About this task -> Starting with the first line below, reproduce each line exactly until you have included the one bearing "pub enum Stage".

Supplied entries ->
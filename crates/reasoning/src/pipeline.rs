//! Retrieve, prompt, generate, parse.
//!
//! Each call to [`Pipeline::run`] is one independent request with its own
//! [`RequestState`]. A request either ends in [`Outcome::Done`] with a complete
//! chain or in [`Outcome::Failed`] naming the stage that failed; partial chains
//! are never returned.

use chrono::{DateTime, Utc};
use serde::{Deserialize, Serialize};
use std::fmt;
use std::sync::Arc;
use thiserror::Error;
use tracing::Instrument;
use uuid::Uuid;

use crate::config::Config;
use crate::embedding::EmbeddingClient;
use crate::error::{ErrorKind, ServiceError};
use crate::generation::GenerationClient;
use crate::model::{ReasoningChain, RetrievedRecord};
use crate::prompt::PromptBuilder;
use crate::retriever::Retriever;
use crate::store::VectorStore;

#[derive(Debug, Clone, Copy, PartialEq, Eq, Hash, Serialize, Deserialize)]
#[serde(rename_all = "snake_case")]
pub enum Stage {
  Idle,
  Retrieving,
  Generating,
  Parsing,
  Done,
  Failed,
}

impl Stage {
  pub fn as_str(&self) -> &'static str {
    match self {
      Stage::Idle => "idle",
      Stage::Retrieving => "retrieving",
      Stage::Generating => "generating",
      Stage::Parsing => "parsing",
      Stage::Done => "done",
      Stage::Failed => "failed",
    }
  }

  pub fn is_terminal(&self) -> bool {
    matches!(self, Stage::Done | Stage::Failed)
  }

  /// Legal transitions: the happy path in order, or any live stage to `Failed`.
  pub fn can_advance_to(&self, next: Stage) -> bool {
    matches!(
      (self, next),
      (Stage::Idle, Stage::Retrieving)
        | (Stage::Retrieving, Stage::Generating)
        | (Stage::Generating, Stage::Parsing)
        | (Stage::Parsing, Stage::Done)
    ) || (!self.is_terminal() && next == Stage::Failed)
  }
}

impl fmt::Display for Stage {
  fn fmt(&self, f: &mut fmt::Formatter<'_>) -> fmt::Result {
    f.write_str(self.as_str())
  }
}

/// A component error tagged with the stage it happened in.
#[derive(Error, Debug, Clone, PartialEq)]
#[error("{stage} failed: {error}")]
pub struct PipelineFailure {
  pub stage: Stage,
  pub error: ServiceError,
}

/// Stage machine of a single request.
#[derive(Debug)]
pub struct RequestState {
  stage: Stage,
  history: Vec<Stage>,
}

impl Default for RequestState {
  fn default() -> Self {
    Self::new()
  }
}

impl RequestState {
  pub fn new() -> Self {
    Self { stage: Stage::Idle, history: vec![Stage::Idle] }
  }

  pub fn stage(&self) -> Stage {
    self.stage
  }

  pub fn history(&self) -> &[Stage] {
    &self.history
  }

  pub fn advance(&mut self, next: Stage) {
    debug_assert!(
      self.stage.can_advance_to(next),
      "illegal stage transition {} -> {next}",
      self.stage
    );
    bentley::verbose!("{} -> {next}", self.stage);
    self.stage = next;
    self.history.push(next);
  }

  /// Move to `Failed`, remembering where the request was.
  pub fn fail(&mut self, error: ServiceError) -> PipelineFailure {
    let stage = self.stage;
    self.advance(Stage::Failed);
    PipelineFailure { stage, error }
  }
}

/// Input of one request. Unset overrides fall back to the configured defaults.
#[derive(Debug, Clone, Default, PartialEq, Serialize, Deserialize)]
pub struct GenerateRequest {
  pub question: String,
  #[serde(default, skip_serializing_if = "Option::is_none")]
  pub top_k: Option<usize>,
  #[serde(default, skip_serializing_if = "Option::is_none")]
  pub model: Option<String>,
}

impl GenerateRequest {
  pub fn new(question: impl Into<String>) -> Self {
    Self { question: question.into(), ..Self::default() }
  }
}

/// A retrieved study as cited by a generated chain.
#[derive(Debug, Clone, PartialEq, Serialize, Deserialize)]
pub struct Reference {
  pub id: String,
  pub title: String,
  pub year: Option<u32>,
  pub citation_count: u64,
  pub similarity: f32,
}

impl From<&RetrievedRecord> for Reference {
  fn from(result: &RetrievedRecord) -> Self {
    let provenance = &result.record.provenance;
    Self {
      id: result.record.id.clone(),
      title: provenance.title.clone(),
      year: provenance.year,
      citation_count: provenance.citation_count,
      similarity: result.score,
    }
  }
}

#[derive(Debug, Clone, PartialEq, Serialize, Deserialize)]
pub struct GeneratedChain {
  pub question: String,
  pub reasoning_chain: ReasoningChain,
  pub references: Vec<Reference>,
  pub model: String,
  pub generated_at: DateTime<Utc>,
}

#[derive(Debug, Clone, PartialEq, Serialize, Deserialize)]
pub struct FailureReport {
  pub error_kind: ErrorKind,
  pub stage: Stage,
  pub message: String,
}

impl From<PipelineFailure> for FailureReport {
  fn from(failure: PipelineFailure) -> Self {
    Self {
      error_kind: failure.error.kind(),
      stage: failure.stage,
      message: failure.error.to_string(),
    }
  }
}

/// Terminal result of a request.
#[derive(Debug, Clone, PartialEq, Serialize, Deserialize)]
#[serde(tag = "status")]
pub enum Outcome {
  #[serde(rename = "success")]
  Done(GeneratedChain),
  #[serde(rename = "error")]
  Failed(FailureReport),
}

impl Outcome {
  pub fn is_success(&self) -> bool {
    matches!(self, Outcome::Done(_))
  }

  pub fn chain(&self) -> Option<&ReasoningChain> {
    match self {
      Outcome::Done(generated) => Some(&generated.reasoning_chain),
      Outcome::Failed(_) => None,
    }
  }

  pub fn failure(&self) -> Option<&FailureReport> {
    match self {
      Outcome::Done(_) => None,
      Outcome::Failed(report) => Some(report),
    }
  }
}

/// Request defaults taken from configuration.
#[derive(Debug, Clone, PartialEq)]
pub struct PipelineSettings {
  pub default_top_k: usize,
  pub model: String,
  pub temperature: f32,
}

impl PipelineSettings {
  pub fn from_config(config: &Config) -> Self {
    Self {
      default_top_k: config.default_top_k,
      model: config.generation_model.clone(),
      temperature: config.temperature,
    }
  }
}

pub struct Pipeline {
  retriever: Retriever,
  prompt: PromptBuilder,
  generator: GenerationClient,
  settings: PipelineSettings,
}

impl Pipeline {
  pub fn new(
    retriever: Retriever,
    prompt: PromptBuilder,
    generator: GenerationClient,
    settings: PipelineSettings,
  ) -> Self {
    Self { retriever, prompt, generator, settings }
  }

  /// Production pipeline over `store` with hosted embedding and generation.
  pub fn from_config(config: &Config, store: Arc<dyn VectorStore>) -> crate::error::Result<Self> {
    let embedder = Arc::new(EmbeddingClient::from_config(config)?);
    let retriever = Retriever::new(embedder, store).with_min_similarity(config.min_similarity);

    Ok(Self::new(
      retriever,
      PromptBuilder::from_config(config),
      GenerationClient::from_config(config)?,
      PipelineSettings::from_config(config),
    ))
  }

  pub fn settings(&self) -> &PipelineSettings {
    &self.settings
  }

  pub async fn run(&self, request: GenerateRequest) -> Outcome {
    let span = tracing::info_span!("request", id = %Uuid::new_v4());

    async {
      match self.execute(&request).await {
        Ok(generated) => {
          bentley::info!(
            "generated reasoning chain from {} references",
            generated.references.len()
          );
          Outcome::Done(generated)
        }
        Err(failure) => {
          bentley::warn!("request failed while {}: {}", failure.stage, failure.error);
          Outcome::Failed(failure.into())
        }
      }
    }
    .instrument(span)
    .await
  }

  async fn execute(&self, request: &GenerateRequest) -> Result<GeneratedChain, PipelineFailure> {
    let mut state = RequestState::new();
    let question = request.question.trim();
    let top_k = request.top_k.unwrap_or(self.settings.default_top_k);
    let model = request.model.as_deref().unwrap_or(&self.settings.model);

    state.advance(Stage::Retrieving);
    let results = self
      .retriever
      .retrieve(question, top_k)
      .instrument(tracing::debug_span!("retrieve"))
      .await
      .map_err(|e| state.fail(e))?;
    if results.is_empty() {
      return Err(state.fail(ServiceError::store("no reference chains found")));
    }

    state.advance(Stage::Generating);
    let prompt = self.prompt.build(question, &results);
    let raw = self
      .generator
      .generate(&prompt, model, self.settings.temperature)
      .instrument(tracing::debug_span!("generate"))
      .await
      .map_err(|e| state.fail(e))?;

    state.advance(Stage::Parsing);
    let reasoning_chain = ReasoningChain::parse(&raw).map_err(|e| state.fail(e))?;

    state.advance(Stage::Done);
    Ok(GeneratedChain {
      question: question.to_string(),
      reasoning_chain,
      references: results.iter().map(Reference::from).collect(),
      model: model.to_string(),
      generated_at: Utc::now(),
    })
  }
}

#[cfg(test)]
mod tests {
  use super::*;
  use crate::embedding::MockEmbeddingService;
  use crate::generation::MockCompletionService;
  use crate::model::{Provenance, Record};
  use crate::retry::{Backoff, RetryPolicy};
  use crate::store::MemoryStore;
  use serde_json::json;
  use std::time::Duration;

  fn policy() -> RetryPolicy {
    RetryPolicy::new(3, Duration::from_secs(5), Backoff::none())
  }

  fn chain_json() -> String {
    json!({
      "problem_decomposition": "p",
      "data": "d",
      "method": "m",
      "conclusion": "c"
    })
    .to_string()
  }

  async fn pipeline(records: usize, completion: MockCompletionService) -> Pipeline {
    let mut store = MemoryStore::new();
    for i in 0..records {
      let record = Record {
        id: format!("W{i}"),
        summary_text: Record::summary_for("Stress", "neurogenesis"),
        full_payload: ReasoningChain {
          problem_decomposition: "p".to_string(),
          data: "d".to_string(),
          method: "m".to_string(),
          conclusion: "c".to_string(),
        },
        provenance: Provenance { title: format!("Study {i}"), ..Provenance::default() },
      };
      store.upsert(vec![1.0, i as f32], record).await.unwrap();
    }

    let mut embedding = MockEmbeddingService::new();
    embedding.expect_embed().returning(|_| Ok(vec![1.0, 0.0]));
    let embedder = Arc::new(EmbeddingClient::new(Arc::new(embedding), policy()));

    Pipeline::new(
      Retriever::new(embedder, Arc::new(store)),
      PromptBuilder::default(),
      GenerationClient::new(Arc::new(completion), policy(), 3000),
      PipelineSettings { default_top_k: 5, model: "qwen3-max".to_string(), temperature: 0.7 },
    )
  }

  #[test]
  fn test_stage_transitions() {
    assert!(Stage::Idle.can_advance_to(Stage::Retrieving));
    assert!(Stage::Parsing.can_advance_to(Stage::Done));
    assert!(Stage::Generating.can_advance_to(Stage::Failed));
    assert!(!Stage::Idle.can_advance_to(Stage::Generating));
    assert!(!Stage::Done.can_advance_to(Stage::Failed));
    assert!(!Stage::Failed.can_advance_to(Stage::Retrieving));
  }

  #[test]
  fn test_fail_records_stage_of_failure() {
    let mut state = RequestState::new();
    state.advance(Stage::Retrieving);
    state.advance(Stage::Generating);
    let failure = state.fail(ServiceError::transient("timeout"));

    assert_eq!(failure.stage, Stage::Generating);
    assert_eq!(state.stage(), Stage::Failed);
    assert_eq!(
      state.history(),
      &[Stage::Idle, Stage::Retrieving, Stage::Generating, Stage::Failed]
    );
  }

  #[test]
  fn test_outcome_serialisation() {
    let failed = Outcome::Failed(FailureReport {
      error_kind: ErrorKind::AuthError,
      stage: Stage::Generating,
      message: "authentication failed: HTTP 401".to_string(),
    });
    assert_eq!(
      serde_json::to_value(&failed).unwrap(),
      json!({
        "status": "error",
        "error_kind": "auth_error",
        "stage": "generating",
        "message": "authentication failed: HTTP 401"
      })
    );
  }

  #[tokio::test]
  async fn test_success_carries_chain_and_references() {
    let mut completion = MockCompletionService::new();
    completion.expect_complete().times(1).returning(|_| Ok(chain_json()));

    let outcome = pipeline(3, completion).await.run(GenerateRequest::new("  stress?  ")).await;

    let Outcome::Done(generated) = outcome else { panic!("expected success") };
    assert_eq!(generated.question, "stress?");
    assert_eq!(generated.model, "qwen3-max");
    assert_eq!(generated.references.len(), 3);
    assert_eq!(generated.references[0].id, "W0");
    assert!(generated.reasoning_chain.is_complete());
  }

  #[tokio::test]
  async fn test_model_and_top_k_overrides() {
    let mut completion = MockCompletionService::new();
    completion
      .expect_complete()
      .withf(|request| request.model == "qwen-plus")
      .times(1)
      .returning(|_| Ok(chain_json()));

    let request = GenerateRequest {
      question: "stress?".to_string(),
      top_k: Some(2),
      model: Some("qwen-plus".to_string()),
    };
    let outcome = pipeline(4, completion).await.run(request).await;

    let Outcome::Done(generated) = outcome else { panic!("expected success") };
    assert_eq!(generated.references.len(), 2);
    assert_eq!(generated.model, "qwen-plus");
  }

  #[tokio::test]
  async fn test_empty_store_fails_before_generation() {
    let mut completion = MockCompletionService::new();
    completion.expect_complete().times(0);

    let outcome = pipeline(0, completion).await.run(GenerateRequest::new("stress?")).await;

    let report = outcome.failure().unwrap();
    assert_eq!(report.stage, Stage::Retrieving);
    assert_eq!(report.error_kind, ErrorKind::StoreError);
  }

  #[tokio::test]
  async fn test_blank_question_fails_validation_at_retrieval() {
    let mut completion = MockCompletionService::new();
    completion.expect_complete().times(0);

    let outcome = pipeline(2, completion).await.run(GenerateRequest::new("   ")).await;

    let report = outcome.failure().unwrap();
    assert_eq!(report.stage, Stage::Retrieving);
    assert_eq!(report.error_kind, ErrorKind::ValidationError);
  }

  #[tokio::test]
  async fn test_unparseable_reply_fails_at_parsing_without_retry() {
    let mut completion = MockCompletionService::new();
    completion.expect_complete().times(1).returning(|_| Ok("Sorry, no JSON today.".to_string()));

    let outcome = pipeline(2, completion).await.run(GenerateRequest::new("stress?")).await;

    assert!(outcome.chain().is_none());
    let report = outcome.failure().unwrap();
    assert_eq!(report.stage, Stage::Parsing);
    assert_eq!(report.error_kind, ErrorKind::MalformedResponseError);
  }
}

Reply ->
filename crates/reasoning/src/pipeline.rs
//! Retrieve, prompt, generate, parse.
//!
//! Each call to [`Pipeline::run`] is one independent request with its own
//! [`RequestState`]. A request either ends in [`Outcome::Done`] with a complete
//! chain or in [`Outcome::Failed`] naming the stage that failed; partial chains
//! are never returned.

use chrono::{DateTime, Utc};
use serde::{Deserialize, Serialize};
use std::fmt;
use std::sync::Arc;
use thiserror::Error;
use tracing::Instrument;
use uuid::Uuid;

use crate::config::Config;
use crate::embedding::EmbeddingClient;
use crate::error::{ErrorKind, ServiceError};
use crate::generation::GenerationClient;
use crate::model::{ReasoningChain, RetrievedRecord};
use crate::prompt::PromptBuilder;
use crate::retriever::Retriever;
use crate::store::VectorStore;

#[derive(Debug, Clone, Copy, PartialEq, Eq, Hash, Serialize, Deserialize)]
#[serde(rename_all = "snake_case")]
pub enum Stage {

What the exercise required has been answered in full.